Re: closure serialization behavior driving me crazy

2014-11-11 Thread Sandy Ryza
I tried turning on the extended debug info.  The Scala output is a little
opaque (lots of - field (class $iwC$$iwC$$iwC$$iwC$$iwC$$iwC, name:
$iw, type: class $iwC$$iwC$$iwC$$iwC$$iwC$$iwC$$iwC), but it seems
like, as expected, somehow the full array of OLSMultipleLinearRegression
objects is getting pulled in.

I'm not sure I understand your comment about Array.ofDim being large.  When
serializing the array alone, it only takes up about 80K, which is close to
1867*5*sizeof(double).  The 400MB comes when referencing the array from a
function, which pulls in all the extra data.

Copying the global variable into a local one seems to work.  Much
appreciated, Matei.


On Mon, Nov 10, 2014 at 9:26 PM, Matei Zaharia matei.zaha...@gmail.com
wrote:

 Hey Sandy,

 Try using the -Dsun.io.serialization.extendedDebugInfo=true flag on the
 JVM to print the contents of the objects. In addition, something else that
 helps is to do the following:

 {
   val  _arr = arr
   models.map(... _arr ...)
 }

 Basically, copy the global variable into a local one. Then the field
 access from outside (from the interpreter-generated object that contains
 the line initializing arr) is no longer required, and the closure no longer
 has a reference to that.

 I'm really confused as to why Array.ofDim would be so large by the way,
 but are you sure you haven't flipped around the dimensions (e.g. it should
 be 5 x 1800)?

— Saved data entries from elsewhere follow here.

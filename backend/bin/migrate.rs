use helpdesk::{utils, get_db_pool};
use helpdesk::db::{migrations::run_migrations, DatabaseConfig};

#[tokio::main]
async fn main() -> anyhow::Result<()> {
    utils::init_logging();

    let db_config = DatabaseConfig::from_env()?;
    let pool = get_db_pool(&db_config).await?;

    println!("Applying profile, request and chat schema...");
    run_migrations(&pool).await?;
    println!("Schema is up to date.");

    Ok(())
}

A 5-double array will consume more than 5*8 bytes (probably
 something like 60 at least), and an array of those will still have a
 pointer to each one, so I'd expect that many of them to be more than 80 MB
 (which is very close to 1867*5*8).

 Matei

  On Nov 10, 2014, at 1:01 AM, Sandy Ryza sandy.r...@cloudera.com wrote:
 
  I'm experiencing some strange behavior with closure serialization that
 is totally mind-boggling to me.  It appears that two arrays of equal size
 take up vastly different amount of space inside closures if they're
 generated in different ways.
 
  The basic flow of my app is to run a bunch of tiny regressions using
 Commons Math's OLSMultipleLinearRegression and then reference a 2D array of
 the results from a transformation.  I was running into OOME's and
 NotSerializableExceptions and tried to get closer to the root issue by
 calling the closure serializer directly.
scala val arr = models.map(_.estimateRegressionParameters()).toArray
 
  The result array is 1867 x 5. It serialized is 80k bytes, which seems
 about right:
scala SparkEnv.get.closureSerializer.newInstance().serialize(arr)
res17: java.nio.ByteBuffer = java.nio.HeapByteBuffer[pos=0 lim=80027
 cap=80027]
 
  If I reference it from a simple function:
scala def func(x: Long) = arr.length
scala SparkEnv.get.closureSerializer.newInstance().serialize(func)
  I get a NotSerializableException.
 
  If I take pains to create the array using a loop:
scala val arr = Array.ofDim[Double](1867, 5)
scala for (s - 0 until models.length) {
| factorWeights(s) = models(s).estimateRegressionParameters()
| }
  Serialization works, but the serialized closure for the function is a
 whopping 400MB.
 
  If I pass in an array of the same length that was created in a different
 way, the size of the serialized closure is only about 90K, which seems
 about right.
 
  Naively, it seems like somehow the history of how the array was created
 is having an effect on what happens to it inside a closure.
 
  Is this expected behavior?  Can anybody explain what's going on?
 
  any insight very appreciated,
  Sandy




closure serialization behavior driving me crazy

2014-11-10 Thread Sandy Ryza
I'm experiencing some strange behavior with closure serialization that is
totally mind-boggling to me.  It appears that two arrays of equal size take
up vastly different amount of space inside closures if they're generated in
different ways.

The basic flow of my app is to run a bunch of tiny regressions using
Commons Math's OLSMultipleLinearRegression and then reference a 2D array of
the results from a transformation.  I was running into OOME's and
NotSerializableExceptions and tried to get closer to the root issue by
calling the closure serializer directly.
  scala val arr = models.map(_.estimateRegressionParameters()).toArray

The result array is 1867 x 5. It serialized is 80k bytes, which seems about
right:
  scala SparkEnv.get.closureSerializer.newInstance().serialize(arr)
  res17: java.nio.ByteBuffer = java.nio.HeapByteBuffer[pos=0 lim=80027
cap=80027]

If I reference it from a simple function:
  scala def func(x: Long) = arr.length
  scala SparkEnv.get.closureSerializer.newInstance().serialize(func)
I get a NotSerializableException.

If I take pains to create the array using a loop:
  scala val arr = Array.ofDim[Double](1867, 5)
  scala for (s - 0 until models.length) {
  | factorWeights(s) = models(s).estimateRegressionParameters()
  | }
Serialization works, but the serialized closure for the function is a
whopping 400MB.

If I pass in an array of the same length that was created in a different
way, the size of the serialized closure is only about 90K, which seems
about right.

Naively, it seems like somehow the history of how the array was created is
having an effect on what happens to it inside a closure.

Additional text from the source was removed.